The tenth-place Mets’ record dropped to 16-44 that Fathers Day. The ninth-place Cubs, despite the presence of future Hall of Famers Brock, Banks and Williams, improved to all of 24-42. Then again, we had Casey Stengel and they had a head coach. Paid attendance was 13,128, as many available good seats apparently went wanting.

That’s Housing, the Polo Grounds, New York, 39. Don’t let the Throneberrys sleep in the subway, darlin’.

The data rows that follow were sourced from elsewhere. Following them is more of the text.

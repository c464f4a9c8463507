//! Handler contracts implemented by agents, middleware, and tools.

mod handler;

pub use handler::{Agent, Middleware, ToolHandler};
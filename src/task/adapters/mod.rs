//! Adapter implementations for task orchestration ports.

pub mod llm;
pub mod memory;
pub mod postgres;
pub mod router_executor;

pub use router_executor::RouterToolExecutor;
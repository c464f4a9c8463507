//! When steps for agent routing BDD scenarios.

use super::world::{RoutingWorld, run_async};
use rstest_bdd_macros::when;
use switchboard::router::context::AgentRequest;

#[when(r#"a request is sent to "{path}""#)]
fn request_sent(world: &mut RoutingWorld, path: String) {
    let response = run_async(
        world
            .router
            .handle(&path, AgentRequest::from_user_text("hello")),
    );
    world.response = Some(response);
}
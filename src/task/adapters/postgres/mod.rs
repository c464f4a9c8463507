//! `PostgreSQL` adapters for task orchestration persistence.

mod models;
mod repository;
mod schema;

pub use repository::{PostgresTaskStore, TaskPgPool};
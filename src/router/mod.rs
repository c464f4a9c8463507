//! Path-based agent routing.
//!
//! Requests are dispatched by path through ordered middleware layers to a
//! terminal agent or tool handler. Handlers can call each other by relative
//! or absolute path, expose agents as schema-validated tools, and stream
//! output through a shared response writer.
//!
//! - Domain types in [`domain`]
//! - Handler contracts in [`ports`]
//! - The router itself in [`services`]

pub mod context;
pub mod domain;
pub mod ports;
pub mod response;
pub mod services;

#[cfg(test)]
mod tests;
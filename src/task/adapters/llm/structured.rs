//! Schema-checked structured generation shared by the model adapters.

use crate::router::domain::JsonSchema;
use crate::task::ports::{ClassificationError, StructuredModel, StructuredRequest};
use serde::de::DeserializeOwned;

/// Requests one object, validates it against `schema`, and decodes it.
pub(super) async fn generate_validated<M, T>(
    model: &M,
    system: String,
    prompt: String,
    schema_name: &str,
    schema: JsonSchema,
) -> Result<T, ClassificationError>
where
    M: StructuredModel + ?Sized,
    T: DeserializeOwned,
{
    let request = StructuredRequest {
        system,
        prompt,
        schema_name: schema_name.to_owned(),
        schema,
    };
    let validator = request.schema.clone();
    let object = model.generate_object(request).await?;
    validator
        .validate(&object)
        .map_err(ClassificationError::SchemaMismatch)?;
    serde_json::from_value(object)
        .map_err(|err| ClassificationError::InvalidOutput(err.to_string()))
}
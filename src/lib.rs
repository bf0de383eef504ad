//! # nzb-dl
//!
//! Multi-connection Usenet binary download engine.
//!
//! Give it NZB manifests and a set of news servers; it fans segment fetches
//! out across every configured connection, decodes yEnc/UUencoded article
//! bodies as they land, and reassembles the original files on disk. Servers
//! act as ordered fallbacks: a segment that one server is missing is retried
//! on the others before being given up on.
//!
//! ## Quick Start
//!
//! ```no_run
//! use nzb_dl::{Config, NzbDownloader, ServerConfig};
//!
//! #[tokio::main]
//! async fn main() -> Result<(), Box<dyn std::error::Error>> {
//!     let config = Config {
//!         servers: vec![ServerConfig {
//!             name: "primary".to_string(),
//!             host: "news.example.com".to_string(),
//!             port: 119,
//!             username: Some("user".to_string()),
//!             password: Some("pass".to_string()),
//!             connections: 8,
//!             ..Default::default()
//!         }],
//!         ..Default::default()
//!     };
//!
//!     let downloader = NzbDownloader::new(config)?;
//!     downloader.start().await?;
//!
//!     let mut events = downloader.subscribe();
//!     tokio::spawn(async move {
//!         while let Ok(event) = events.recv().await {
//!             println!("event: {event:?}");
//!         }
//!     });
//!
//!     downloader.add_nzb_file("some.nzb").await?;
//!     run_with_shutdown(downloader).await;
//!     Ok(())
//! }
//! ```

#![warn(missing_docs)]
#![warn(clippy::all)]
#![warn(clippy::unwrap_used)]
#![warn(clippy::expect_used)]

/// File assembly from decoded segments
pub mod assembler;
/// Configuration types
pub mod config;
/// yEnc and UUencode article decoding
pub mod decoder;
/// The download coordinator
pub mod downloader;
/// Error types
pub mod error;
/// Archive, file, and segment domain models
pub mod model;
/// NNTP protocol client and connection pools
pub mod nntp;
/// NZB manifest parsing
pub mod nzb;
/// The shared segment queue
pub mod queue;
/// Retry classification and backoff
pub mod retry;
/// Speed limiting with token bucket
pub mod speed_limiter;
/// Core types and events
pub mod types;
/// Utility functions
pub mod utils;

// Re-export commonly used types
pub use config::{Config, DownloadConfig, RetryConfig, ServerConfig};
pub use downloader::NzbDownloader;
pub use error::{AssembleError, DecodeError, Error, NntpError, QueueError, Result};
pub use types::{
    ArchiveId, ArchiveState, ArchiveStatus, Event, PoolId, PoolStatus, SegmentKey, StatusSnapshot,
};

/// Run until a termination signal arrives, then shut the downloader down.
///
/// - **Unix:** listens for SIGTERM and SIGINT, with fallbacks if signal
///   registration fails.
/// - **Windows/other:** listens for Ctrl+C via `tokio::signal::ctrl_c()`.
pub async fn run_with_shutdown(downloader: NzbDownloader) {
    wait_for_signal().await;
    downloader.shutdown().await;
}

#[cfg(unix)]
async fn wait_for_signal() {
    use tokio::signal::unix::{SignalKind, signal};

    // Signal registration can fail in restricted environments (containers, tests)
    let sigterm_result = signal(SignalKind::terminate());
    let sigint_result = signal(SignalKind::interrupt());

    match (sigterm_result, sigint_result) {
        (Ok(mut sigterm), Ok(mut sigint)) => {
            tokio::select! {
                _ = sigterm.recv() => {
                    tracing::info!("received SIGTERM");
                }
                _ = sigint.recv() => {
                    tracing::info!("received SIGINT");
                }
            }
        }
        (Err(e), _) => {
            tracing::warn!(error = %e, "could not register SIGTERM handler, waiting for SIGINT only");
            if let Ok(mut sigint) = signal(SignalKind::interrupt()) {
                sigint.recv().await;
                tracing::info!("received SIGINT");
            } else {
                tracing::error!("could not register any signal handlers, using ctrl_c fallback");
                tokio::signal::ctrl_c().await.ok();
            }
        }
        (_, Err(e)) => {
            tracing::warn!(error = %e, "could not register SIGINT handler, waiting for SIGTERM only");
            if let Ok(mut sigterm) = signal(SignalKind::terminate()) {
                sigterm.recv().await;
                tracing::info!("received SIGTERM");
            } else {
                tracing::error!("could not register any signal handlers, using ctrl_c fallback");
                tokio::signal::ctrl_c().await.ok();
            }
        }
    }
}

#[cfg(not(unix))]
async fn wait_for_signal() {
    match tokio::signal::ctrl_c().await {
        Ok(()) => {
            tracing::info!("received Ctrl+C");
        }
        Err(e) => {
            tracing::error!(error = %e, "failed to listen for Ctrl+C");
        }
    }
}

7 comments to Trick or Treat! It's The Scariest Mets Team Ever!

  • Anonymous

    Awesome. I am calling on Met Nation (ewww!) to pool its resources and dust off their video, print and audio archives of the team in a kind of lending library that will exist in outer space, or on the Internets.
    You guys might be interested to know that Jason's article in WSJ this morning was enthused over by a food-retail blogger: http://www.morningnewsbeat.com/News/News_Article_Detail_S.las?A=27036&Date=2007-10-31

  • Anonymous

    That's Housing, the Polo Grounds, New York, 39.

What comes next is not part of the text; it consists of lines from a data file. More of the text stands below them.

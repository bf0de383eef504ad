//! Retry queue — failover bookkeeping for segments that have failed on
//! some pools
//!
//! Requeued segments are partitioned into buckets keyed by the set of pools
//! that have already failed them, represented as a bitmask over pool indices.
//! A pool looking for retry work only inspects buckets whose mask excludes its
//! own bit, so it never re-attempts a segment it has already failed. Buckets
//! are created lazily on first insert; for P pools at most 2^P−1 masks can
//! ever occur, but in practice only a handful materialize.

use super::QueuedSegment;
use crate::types::PoolId;
use std::collections::BinaryHeap;
use std::collections::HashMap;

#[derive(Debug)]
pub(crate) struct RetryQueue {
    buckets: HashMap<u32, BinaryHeap<QueuedSegment>>,
    len: usize,
}

impl RetryQueue {
    pub(crate) fn new() -> Self {
        Self {
            buckets: HashMap::new(),
            len: 0,
        }
    }

    /// Insert a segment under the bucket for its failed-pool mask.
    ///
    /// `failed_mask` must be non-zero; segments with no failures belong in
    /// the main queue.
    pub(crate) fn push(&mut self, failed_mask: u32, entry: QueuedSegment) {
        debug_assert!(failed_mask != 0, "retry entries must have failures");
        self.buckets.entry(failed_mask).or_default().push(entry);
        self.len += 1;
    }

    /// Pop the best-priority segment eligible for `pool` (i.e. from any bucket
    /// whose mask excludes the pool's bit). Priority order is the same as the
    /// main queue's, so within-file sequencing survives failover.
    pub(crate) fn pop_for_pool(&mut self, pool: PoolId) -> Option<QueuedSegment> {
        let best_mask = self
            .buckets
            .iter()
            .filter(|(mask, bucket)| (*mask & pool.bit()) == 0 && !bucket.is_empty())
            .max_by(|(_, a), (_, b)| {
                // QueuedSegment's Ord is reversed for min-heap use, so the
                // "max" peek is the lowest-priority-value entry
                a.peek().cmp(&b.peek())
            })
            .map(|(mask, _)| *mask)?;

        let bucket = self.buckets.get_mut(&best_mask)?;
        let entry = bucket.pop()?;
        self.len -= 1;
        if bucket.is_empty() {
            self.buckets.remove(&best_mask);
        }
        Some(entry)
    }

    /// Whether any bucket holds work eligible for `pool`
    #[cfg(test)]
    pub(crate) fn has_work_for_pool(&self, pool: PoolId) -> bool {
        self.buckets
            .iter()
            .any(|(mask, bucket)| (*mask & pool.bit()) == 0 && !bucket.is_empty())
    }

    /// Total entries across all buckets
    #[cfg(test)]
    pub(crate) fn len(&self) -> usize {
        self.len
    }

    /// Drop entries the filter rejects (stale entries of canceled archives or
    /// already-decoded segments) and discard emptied buckets
    pub(crate) fn retain_live(&mut self, mut live: impl FnMut(&QueuedSegment) -> bool) {
        self.buckets.retain(|_, bucket| {
            bucket.retain(|entry| live(entry));
            !bucket.is_empty()
        });
        self.len = self.buckets.values().map(BinaryHeap::len).sum();
    }

    pub(crate) fn is_empty(&self) -> bool {
        self.len == 0
    }

    /// Drop all entries (archive cancellation rebuilds from the arena)
    pub(crate) fn clear(&mut self) {
        self.buckets.clear();
        self.len = 0;
    }
}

    Sadly, the Polo Grounds is housing, nowadays…

  • Anonymous

    Yet Marv Throneberry doesn't live there anymore.

  • Anonymous

    Hi Greg,
    The pleasure was all mine.
    I was not quite eleven when I saw the game on TV and had no idea what an appeal play was. Judging from what the players said in the Breslin and Paskin books, it is doubful Casey would have ever showed up the Marvelous one in public because he always reminded his players they were major leaguers and treated them as such at all times.
    It's not the first time a contrived story about that 1962 team was taken to be the truth. In their 1969 record album “The Miracle Mets” there is a supposedly play-by-play call of Lindsay Nelson describing the first run against the Mets coming on a balk in St. Louis (Roger Craig drops the ball). I have the CD of that first game as well and it never happened. I doubt that it was the first spring training game against St. Louis because Craig pitched the next day and I can't imagine Met pitching shutting out the Cardinals the first time out.

  • Anonymous

    The balk happened — just not when the re-created play on that record said it did. It wasn;t the first run.
    Nonetheless, I l-ov-e-d that record and came in pants when I saw it available on CD.

  • Anonymous

    Here's the box and pBp. In case the thing below doesn't publish right, Craig balked the runners ahead, but not to home plate in the first inning.
    Bottom of the 1st, Cardinals Batting, Tied 0-0, Roger Craig facing 1-2-3
    O — C Flood Flyball: CF
    — J Javier Single to LF (Line Drive)
    1– B White Single to RF (Line Drive to 1B); Javier to 3B
    R 1-3 S Musial Single to LF (Line Drive); Javier Scores; White to 2B
    12- K Boyer Balk; White to 3B; Musial to 2B
    RO -23 ” ” Groundout: 3B-1B; White Scores
    O -2- M Minoso Foul Flyball: C
    2 runs, 3 hits, 0 errors, 1 LOB. Mets 0, Cardinals 2.
    http://www.baseball-reference.com/boxes/SLN/SLN196204110.shtml

  • Anonymous

    Thanks for the info.
    And in case anyone is interested, somebody is replaying the entire 1962 Met season via a simulation board game. Through August 26th, the Mets were 58-73. And through the Marvelous Marv game, the Mets were actually above .500 at 30-29 (unlike the 16-44 they actually were).